Monday, July 21, 2014

Marsilius Ficino

I have always been impressed by the work of Marsilius Ficino (1433 - 1499), but was not sure how to tackle him in a short blog post. Whether we can do justice to him in so brief a span is immaterial: he deserves to be known.

He was born in Florence, son of the physician of Cosmo de Medici, and wound up serving three generations of Medici himself. Cosmo de Medici had Ficino translate Plato into Latin, with an eye to re-creating Plato's Academy in Florence. This may be what made Ficino such a strong proponent of Platonism (now called neo-Platonism). Ficino believed so strongly that Plato (as well as Socrates) and Christianity could be reconciled that he even argued for the reading of Plato in church.

His first major written work was the Theologia platonica ["Platonic theology"], in which he tried to show how Plato's "The One" was clearly the Christian "God," and that everything believed in by the ancients fit into modern Christian knowledge.

In fitting together everything that was "known" about the Universe, Ficino likened magical rituals to Sacraments, and compared pagans' invocation of numerous deities with Christian' prayers for intercession by saints.

He was especially attracted to astrological magic and astrological talismans. His De vita libri tres or De triplici vita ["Three books on life"] tackles various topics. The first book, De vita sana ["On a healthy life"], is specifically for scholars who wish to maintain a healthy life. The second book, De vita long ["On a long life"], is aimed at health for the elderly.

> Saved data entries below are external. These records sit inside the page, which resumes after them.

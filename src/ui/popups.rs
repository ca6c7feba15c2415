use super::components::{centered_rect, fmt_keys, markdown_lines};
use crate::actions;
use crate::app::{App, RemoteField};
use crate::models::TaskField;
use crate::ui::theme::ThemeTokens;
use ratatui::{
    Frame,
    layout::{Constraint, Direction, Layout, Rect},
    style::{Color, Modifier, Style},
    text::{Line, Span},
    widgets::{Block, Borders, Clear, Paragraph, Wrap},
};

pub fn render_help_popup(f: &mut Frame, app: &App) {
    let tokens = ThemeTokens::from_theme(&app.config.theme);
    let block = Block::default()
        .title(" Help ")
        .borders(Borders::ALL)
        .border_style(Style::default().fg(tokens.border_default));
    let area = centered_rect(70, 80, f.area());
    f.render_widget(Clear, area);
    f.render_widget(block, area);

    let inner = Layout::default()
        .direction(Direction::Vertical)
        .constraints([Constraint::Min(1), Constraint::Length(1)])
        .margin(2)
        .split(area);

    let mut lines = Vec::new();
    for (title, entries) in help_sections(app) {
        lines.push(Line::from(Span::styled(
            title,
            Style::default()
                .fg(tokens.day_header)
                .add_modifier(Modifier::BOLD),
        )));
        for (keys, description) in entries {
            lines.push(Line::from(vec![
                Span::styled(
                    format!("  {keys:<22}"),
                    Style::default().add_modifier(Modifier::BOLD),
                ),
                Span::raw(description),
            ]));
        }
        lines.push(Line::from(""));
    }

    f.render_widget(Paragraph::new(lines).wrap(Wrap { trim: false }), inner[0]);
    f.render_widget(
        Paragraph::new("Esc / ?: close").style(Style::default().fg(tokens.muted)),
        inner[1],
    );
}

fn help_sections(app: &App) -> Vec<(&'static str, Vec<(String, &'static str)>)> {
    let kb = &app.config.keybindings;
    vec![
        (
            "Board",
            vec![
                (
                    format!("{} / {}", fmt_keys(&kb.board.left), fmt_keys(&kb.board.right)),
                    "Previous / next day",
                ),
                (
                    format!("{} / {}", fmt_keys(&kb.board.up), fmt_keys(&kb.board.down)),
                    "Previous / next task",
                ),
                (fmt_keys(&kb.board.add), "Add task"),
                (fmt_keys(&kb.board.toggle), "Toggle done"),
                (fmt_keys(&kb.board.edit), "Edit task"),
                (fmt_keys(&kb.board.delete), "Delete task"),
                (fmt_keys(&kb.board.copy_day), "Copy day"),
                (fmt_keys(&kb.board.paste_day), "Paste day"),
                (fmt_keys(&kb.board.open_url), "Open task links"),
            ],
        ),
        (
            "Navigation",
            vec![
                (
                    format!(
                        "{} / {}",
                        fmt_keys(&kb.global.prev_week),
                        fmt_keys(&kb.global.next_week)
                    ),
                    "Previous / next week",
                ),
                (
                    format!(
                        "{} / {}",
                        fmt_keys(&kb.global.prev_month),
                        fmt_keys(&kb.global.next_month)
                    ),
                    "Previous / next month",
                ),
                (fmt_keys(&kb.global.weekly_notes), "Weekly notes"),
            ],
        ),
        (
            "Sync & data",
            vec![
                (fmt_keys(&kb.global.fetch), "Fetch from Gist"),
                (fmt_keys(&kb.global.save), "Save to Gist"),
                (fmt_keys(&kb.global.remote), "Gist settings"),
                (fmt_keys(&kb.global.data), "Backup / import / clear"),
                (fmt_keys(&kb.global.quit), "Quit"),
            ],
        ),
        (
            "Editor",
            vec![
                (fmt_keys(&kb.editor.submit), "Save"),
                (fmt_keys(&kb.editor.cancel), "Cancel"),
                (
                    format!(
                        "{} / {}",
                        fmt_keys(&kb.editor.next_field),
                        fmt_keys(&kb.editor.prev_field)
                    ),
                    "Next / previous field",
                ),
                (
                    format!(
                        "{} {} {} {}",
                        fmt_keys(&kb.editor.bold),
                        fmt_keys(&kb.editor.italic),
                        fmt_keys(&kb.editor.underline),
                        fmt_keys(&kb.editor.code)
                    ),
                    "Bold, italic, underline, code",
                ),
                (
                    format!(
                        "{} {} {}",
                        fmt_keys(&kb.editor.quote),
                        fmt_keys(&kb.editor.bullet),
                        fmt_keys(&kb.editor.numbered)
                    ),
                    "Quote, bullet, numbered line",
                ),
            ],
        ),
    ]
}

fn render_confirm(f: &mut Frame, title: &str, body: &str, help: &str, color: Color) {
    let block = Block::default()
        .title(format!(" {title} "))
        .borders(Borders::ALL)
        .style(Style::default().fg(color));
    let area = centered_rect(50, 25, f.area());
    f.render_widget(Clear, area);
    f.render_widget(block, area);

    let text_area = Layout::default()
        .direction(Direction::Vertical)
        .constraints([Constraint::Percentage(70), Constraint::Percentage(30)])
        .margin(2)
        .split(area);

    let body = Paragraph::new(body.to_string())
        .style(Style::default().add_modifier(Modifier::BOLD))
        .wrap(Wrap { trim: true });
    let help_text = Paragraph::new(help.to_string()).style(Style::default().fg(Color::DarkGray));

    f.render_widget(body, text_area[0]);
    f.render_widget(help_text, text_area[1]);
}

pub fn render_fetch_confirm_popup(f: &mut Frame) {
    render_confirm(
        f,
        "Fetch from Gist?",
        "Fetching replaces the local board with the Gist copy. Local changes that were not saved will be lost.",
        "Enter/y: fetch  Esc/n: cancel",
        Color::Yellow,
    );
}

pub fn render_paste_confirm_popup(f: &mut Frame, app: &App) {
    let existing = app.current_day().map_or(0, |d| d.todos.len());
    let incoming = app.clipboard.copied().map_or(0, |c| c.tasks.len());
    render_confirm(
        f,
        "Replace tasks?",
        &format!("This day has {existing} task(s). Replace them with {incoming} copied task(s)?"),
        "Enter/y: replace  Esc/n: cancel",
        Color::Yellow,
    );
}

pub fn render_delete_task_popup(f: &mut Frame) {
    render_confirm(
        f,
        "Delete task?",
        "Delete this task? (y)es / (n)o",
        "Enter/y: delete  Esc/n: cancel",
        Color::LightRed,
    );
}

pub fn render_clear_confirm_popup(f: &mut Frame) {
    render_confirm(
        f,
        "Clear all data?",
        "This removes the stored board from this machine. Gist settings and the Gist itself are kept.",
        "Enter/y: clear  Esc/n: cancel",
        Color::LightRed,
    );
}

pub fn render_save_popup(f: &mut Frame, app: &App) {
    let tokens = ThemeTokens::from_theme(&app.config.theme);
    let block = Block::default()
        .title(" Save to Gist ")
        .borders(Borders::ALL)
        .border_style(Style::default().fg(tokens.border_selected));
    let area = centered_rect(50, 30, f.area());
    f.render_widget(Clear, area);
    f.render_widget(block, area);

    let inner = Layout::default()
        .direction(Direction::Vertical)
        .constraints([Constraint::Min(1), Constraint::Length(1)])
        .margin(2)
        .split(area);

    let status = app.engine.status(&app.remote);
    let lines = vec![
        Line::from(vec![
            Span::raw("Gist: "),
            Span::styled(
                app.remote.remote_id.clone(),
                Style::default().add_modifier(Modifier::BOLD),
            ),
        ]),
        Line::from(vec![
            Span::raw("Status: "),
            Span::styled(status.label(), Style::default().fg(tokens.status_color(&status))),
        ]),
        Line::from(format!(
            "Last saved: {}",
            app.engine
                .last_saved_at()
                .map_or_else(|| "never".to_string(), |at| at.format("%H:%M:%S").to_string())
        )),
        Line::from(""),
        Line::from("[s] Save    [d] Save and download a copy"),
    ];
    f.render_widget(Paragraph::new(lines), inner[0]);
    f.render_widget(
        Paragraph::new("Esc: cancel").style(Style::default().fg(tokens.muted)),
        inner[1],
    );
}

pub fn render_remote_popup(f: &mut Frame, app: &mut App) {
    let tokens = ThemeTokens::from_theme(&app.config.theme);
    let Some(form) = app.remote_form.as_mut() else {
        return;
    };
    let block = Block::default().title(" Gist Settings ").borders(Borders::ALL);
    let area = centered_rect(60, 40, f.area());
    f.render_widget(Clear, area);
    f.render_widget(block, area);

    let chunks = Layout::default()
        .direction(Direction::Vertical)
        .constraints([
            Constraint::Length(3),
            Constraint::Length(3),
            Constraint::Min(1),
        ])
        .margin(1)
        .split(area);

    let border = |focused: bool| {
        Style::default().fg(if focused {
            tokens.border_selected
        } else {
            tokens.border_default
        })
    };
    let id_focused = form.focus == RemoteField::Id;
    form.id_input.set_block(
        Block::default()
            .title(" Gist ID ")
            .borders(Borders::ALL)
            .border_style(border(id_focused)),
    );
    form.token_input.set_block(
        Block::default()
            .title(" Personal access token (gist scope) ")
            .borders(Borders::ALL)
            .border_style(border(!id_focused)),
    );
    f.render_widget(&form.id_input, chunks[0]);
    f.render_widget(&form.token_input, chunks[1]);
    f.render_widget(
        Paragraph::new("Tab: switch field  Enter: save & fetch  Esc: cancel")
            .style(Style::default().fg(tokens.muted)),
        chunks[2],
    );
}

pub fn render_data_popup(f: &mut Frame, app: &App) {
    let tokens = ThemeTokens::from_theme(&app.config.theme);
    let block = Block::default()
        .title(" Data ")
        .borders(Borders::ALL)
        .border_style(Style::default().fg(tokens.border_default));
    let area = centered_rect(60, 40, f.area());
    f.render_widget(Clear, area);
    f.render_widget(block, area);

    let inner = Layout::default()
        .direction(Direction::Vertical)
        .constraints([Constraint::Min(1), Constraint::Length(1)])
        .margin(2)
        .split(area);

    let token = app.remote.masked_token();
    let lines = vec![
        Line::from(format!("Storage: {}", actions::storage_summary(app))),
        Line::from(format!("Data dir: {}", app.config.data.data_dir.display())),
        Line::from(format!("Exports: {}", app.config.data.export_dir.display())),
        Line::from(format!("Gist token: {token}")),
        Line::from(""),
        Line::from("[e] Export backup    [i] Import backup    [c] Clear all data"),
    ];
    f.render_widget(Paragraph::new(lines).wrap(Wrap { trim: false }), inner[0]);
    f.render_widget(
        Paragraph::new("Esc: close").style(Style::default().fg(tokens.muted)),
        inner[1],
    );
}

pub fn render_import_popup(f: &mut Frame, app: &mut App) {
    let Some(input) = app.import_input.as_mut() else {
        return;
    };
    let area = centered_rect(60, 20, f.area());
    f.render_widget(Clear, area);
    input.set_block(
        Block::default()
            .title(" Import backup · Enter: import · Esc: cancel ")
            .borders(Borders::ALL)
            .style(Style::default().fg(Color::Cyan)),
    );
    let inner = Rect {
        height: area.height.min(3),
        ..area
    };
    f.render_widget(&*input, inner);
}

pub fn render_task_editor(f: &mut Frame, app: &mut App) {
    let tokens = ThemeTokens::from_theme(&app.config.theme);
    let Some(editor) = app.task_editor.as_mut() else {
        return;
    };
    let block = Block::default()
        .title(" Edit task · Ctrl+S: save · Esc: cancel ")
        .borders(Borders::ALL)
        .border_style(Style::default().fg(tokens.border_selected));
    let area = centered_rect(70, 70, f.area());
    f.render_widget(Clear, area);
    f.render_widget(block, area);

    let chunks = Layout::default()
        .direction(Direction::Vertical)
        .constraints([
            Constraint::Length(3),
            Constraint::Length(3),
            Constraint::Length(3),
            Constraint::Min(3),
        ])
        .margin(1)
        .split(area);

    let active = editor.field;
    for (i, (field, textarea)) in TaskField::all()
        .iter()
        .zip(editor.inputs.iter_mut())
        .enumerate()
    {
        let color = if *field == active {
            tokens.border_selected
        } else {
            tokens.border_default
        };
        textarea.set_block(
            Block::default()
                .title(format!(" {} ", field.label()))
                .borders(Borders::ALL)
                .border_style(Style::default().fg(color)),
        );
        textarea.set_cursor_style(if *field == active {
            Style::default().add_modifier(Modifier::REVERSED)
        } else {
            Style::default()
        });
        f.render_widget(&*textarea, chunks[i]);
    }
}

pub fn render_notes_editor(f: &mut Frame, app: &mut App) {
    let tokens = ThemeTokens::from_theme(&app.config.theme);
    let week_name = app.current_week().map(|w| w.name.clone()).unwrap_or_default();
    let Some(editor) = app.notes_editor.as_mut() else {
        return;
    };
    let area = centered_rect(90, 85, f.area());
    f.render_widget(Clear, area);

    let chunks = Layout::default()
        .direction(Direction::Horizontal)
        .constraints([Constraint::Percentage(50), Constraint::Percentage(50)])
        .split(area);

    editor.textarea.set_block(
        Block::default()
            .title(format!(" {week_name} notes · Ctrl+S: save · Esc: cancel "))
            .borders(Borders::ALL)
            .border_style(Style::default().fg(tokens.border_selected)),
    );
    editor
        .textarea
        .set_cursor_line_style(Style::default().bg(tokens.highlight));
    f.render_widget(&editor.textarea, chunks[0]);

    let preview_text = editor.textarea.lines().join("\n");
    let preview = Paragraph::new(markdown_lines(&preview_text))
        .block(
            Block::default()
                .title(" Preview ")
                .borders(Borders::ALL)
                .border_style(Style::default().fg(tokens.border_default)),
        )
        .wrap(Wrap { trim: false });
    f.render_widget(preview, chunks[1]);
}

#[cfg(test)]
mod tests {
    use super::help_sections;
    use crate::app::tests::test_app;

    #[test]
    fn help_lists_configured_keys() {
        let (mut app, _dir) = test_app();
        app.config.keybindings.board.copy_day = vec!["c".to_string()];
        let sections = help_sections(&app);
        let board = &sections[0].1;
        assert!(board.iter().any(|(keys, label)| keys == "c" && *label == "Copy day"));
        assert!(sections.iter().any(|(title, _)| *title == "Sync & data"));
    }
}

The third book is the most interesting. De vita coelitus comparanda ["On obtaining life from the heavens"] deals with astrological magic. For Ficino, the planets had special powers connected to the Greek gods for whom they were named. It is this work in which he discusses the immortality of the soul and her relationship to all other things, particularly the Soul's nature as a focal point for Body and Mind, bringing them together in Man.

Here also is where he outlines the connection of all things, when he says:
I have said elsewhere that down from every single star (so to speak Platonically) there hangs its own series of things down to the lowest...Under the celestial Serpent or the entire constellation of the Serpent-bearer, they place Saturn and sometimes Jupiter, afterwards daemons who often take on serpent's form, in addition men of this kind, serpents (the animals), the snake-weed, the stone draconite which originates in the head of a dragon, and the stone commonly called serpentine...By a similar system they think a chain of beings descends by levels from any star of the firmament through any planet under its dominion. If, therefore, as I said, you combine at the right time all the Solar things through any level of that order, i.e., men of Solar nature or something belonging to such a man, likewise animals, plants, metals, gems and whatever pertains to these, you will drink in unconditionally the power of the Sun and to some extent the natural powers of the Solar daemons. [Ficino, Three Books on Life, Bk. III, Chap. 14]
Ficino assumes correspondences between all things, especially those of a similar (for example, "snake-like") nature. He also ties in mathematics, claiming like Plato that numbers and shapes have correspondences to other things in Nature.

His works were published and read up until the 18th century, when modern philosophy began to establish its current form.